Gladioli are magnificent flowers that delight every year with their solemn and majestic beauty. But many novice gardeners are convinced that updating them is only possible by purchasing new corms. Children of gladioli, as a rule, are either not taken into account at all, or it is considered that preserving and using them for subsequent planting is a very labor-intensive task.

Children of gladioli - description

What is a baby and what is it for?

During the growing process, adult gladioli bulbs form tubers, which are called babies. They are analogues of the “parent” (corm), differing from it only in their size. With proper care, such children grow into a gladiolus, which completely repeats all the characteristics of the parent.


ON A NOTE! As practice shows, gladioli that are grown from children are more resistant to many diseases, and they also adapt well to the conditions of a particular area.

The size of the children depends on the variety of gladioli, the age of the adult bulb, and agricultural technology. Very tiny ones grow - up to 1-3 mm, and larger specimens - 15-20 mm - are formed. The plant's tuber buds appear at the base of the large bulb; their number may vary. Some corms have 15-20 children, there are varieties that produce up to 150-200 corms. The peculiarities of agricultural technology, the planting depth of an adult bulb, varietal characteristics, and the age of the plant all play a role here.

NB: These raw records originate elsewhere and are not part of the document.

//! Edge-list text records: one `<from>, <to>, <distance>` triple per line.

use std::fs::File;
use std::io::{BufRead, BufReader};
use std::path::Path;

use crate::error::{Error, Result};
use crate::graph::EdgeRecord;

/// Parse one line. Blank lines and `#` comments yield `Ok(None)`.
///
/// `line_no` is 1-based and only used for error reporting. Negative distances
/// are accepted here; [`Graph::from_edges`](crate::Graph::from_edges) rejects them.
pub fn parse_edge_line(line: &str, line_no: usize) -> Result<Option<EdgeRecord>> {
    let trimmed = line.trim();
    if trimmed.is_empty() || trimmed.starts_with('#') {
        return Ok(None);
    }

    let malformed = |reason: String| Error::MalformedInput {
        line: line_no,
        reason,
    };

    let fields: Vec<&str> = trimmed.split(',').map(str::trim).collect();
    let [from, to, distance] = fields[..] else {
        return Err(malformed(format!("expected 3 fields, found {}", fields.len())));
    };

    if from.is_empty() || to.is_empty() {
        return Err(malformed("town label is empty".to_string()));
    }
    let distance: i64 = distance
        .parse()
        .map_err(|_| malformed(format!("distance '{}' is not an integer", distance)))?;

    Ok(Some(EdgeRecord::new(from, to, distance)))
}

/// Parse every line of `reader`, stopping at the first malformed one.
pub fn parse_edges<R: BufRead>(reader: R) -> Result<Vec<EdgeRecord>> {
    let mut edges = Vec::new();
    for (i, line) in reader.lines().enumerate() {
        let line = line?;
        if let Some(edge) = parse_edge_line(&line, i + 1)? {
            edges.push(edge);
        }
    }
    tracing::debug!(edges = edges.len(), "parsed edge records");
    Ok(edges)
}

/// Read and parse an edge-list file.
pub fn load_edges(path: impl AsRef<Path>) -> Result<Vec<EdgeRecord>> {
    let file = File::open(path.as_ref())?;
    parse_edges(BufReader::new(file))
}

#[cfg(test)]
mod tests {
    use super::*;
    use std::io::{Cursor, Write};

    #[test]
    fn test_parse_line() {
        let edge = parse_edge_line("A, B, 5", 1).unwrap().unwrap();
        assert_eq!(edge, EdgeRecord::new("A", "B", 5));
    }

    #[test]
    fn test_parse_line_whitespace() {
        let edge = parse_edge_line("  Alpha ,Beta,  12  ", 1).unwrap().unwrap();
        assert_eq!(edge, EdgeRecord::new("Alpha", "Beta", 12));
    }

    #[test]
    fn test_parse_blank_and_comment() {
        assert!(parse_edge_line("", 1).unwrap().is_none());
        assert!(parse_edge_line("   ", 2).unwrap().is_none());
        assert!(parse_edge_line("# towns", 3).unwrap().is_none());
    }

    #[test]
    fn test_parse_wrong_field_count() {
        match parse_edge_line("A, B", 7) {
            Err(Error::MalformedInput { line, reason }) => {
                assert_eq!(line, 7);
                assert!(reason.contains("found 2"));
            }
            other => panic!("expected MalformedInput, got {:?}", other),
        }
        assert!(matches!(
            parse_edge_line("A, B, 5, 6", 1),
            Err(Error::MalformedInput { .. })
        ));
    }

    #[test]
    fn test_parse_bad_distance() {
        assert!(matches!(
            parse_edge_line("A, B, five", 4),
            Err(Error::MalformedInput { line: 4, .. })
        ));
        assert!(matches!(
            parse_edge_line("A, B, 2.5", 4),
            Err(Error::MalformedInput { line: 4, .. })
        ));
    }

    #[test]
    fn test_parse_empty_label() {
        assert!(matches!(
            parse_edge_line(" , B, 5", 1),
            Err(Error::MalformedInput { .. })
        ));
    }

    #[test]
    fn test_parse_negative_distance_passes_through() {
        let edge = parse_edge_line("A, B, -3", 1).unwrap().unwrap();
        assert_eq!(edge.distance, -3);
    }

    #[test]
    fn test_parse_edges_line_numbers() {
        let input = "A, B, 5\n\nB, C, 4\nC, D\n";
        match parse_edges(Cursor::new(input)) {
            Err(Error::MalformedInput { line, .. }) => assert_eq!(line, 4),
            other => panic!("expected MalformedInput, got {:?}", other),
        }
    }

    #[test]
    fn test_parse_edges_skips_blank_lines() {
        let input = "# network\nA, B, 5\n\nB, C, 4\n";
        let edges = parse_edges(Cursor::new(input)).unwrap();
        assert_eq!(edges.len(), 2);
        assert_eq!(edges[1], EdgeRecord::new("B", "C", 4));
    }

    #[test]
    fn test_load_edges_file() {
        let mut file = tempfile::NamedTempFile::new().unwrap();
        writeln!(file, "A, B, 5").unwrap();
        writeln!(file, "B, C, 4").unwrap();
        let edges = load_edges(file.path()).unwrap();
        assert_eq!(edges.len(), 2);
    }

    #[test]
    fn test_load_edges_missing_file() {
        let dir = tempfile::tempdir().unwrap();
        let result = load_edges(dir.path().join("missing.txt"));
        assert!(matches!(result, Err(Error::Io(_))));
    }
}
//! trainroute-core: In-memory train route graph and query engine.
//!
//! Builds an immutable directed, weighted graph of towns from an edge list
//! and answers route queries against it: exact route distance, shortest
//! distance (Dijkstra), and trip counting bounded by stops or distance.
//! No I/O beyond the optional edge-list loader in [`parse`].
//!
//! Queries take `&Graph` and never mutate it, so one graph can be shared
//! across threads without locking.

mod error;
mod graph;
pub mod parse;
mod traversal;

pub use error::{Error, Result};
pub use graph::{Distance, EdgeRecord, Graph, Route, TownId};
pub use parse::{load_edges, parse_edge_line, parse_edges};
pub use traversal::{
    count_trips_exact_stops, count_trips_max_distance, count_trips_max_stops, route_distance,
    shortest_distance, RouteDistance,
};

Adult gladioli bulbs have their own classification (analysis from 1st to 4th). Tuber buds are classified according to size in the same way. The first group includes children, the size of which varies from 5 to 10 mm, from which plants are obtained with powerful peduncles, the most intense varietal color of the inflorescences, and corrugation (if the parent plant had one).

The second group includes small children, from which corms of the 3rd or even 4th grade are most often obtained, with gladioli of slightly lower quality.

IMPORTANT! There are varieties of gladioli, the genetic feature of which is a predisposition to miniature children.

Most modern varieties produce medium-sized tubers (up to 4-7 mm). Babies have a dry and fairly dense shell, which serves as reliable protection from all external influences.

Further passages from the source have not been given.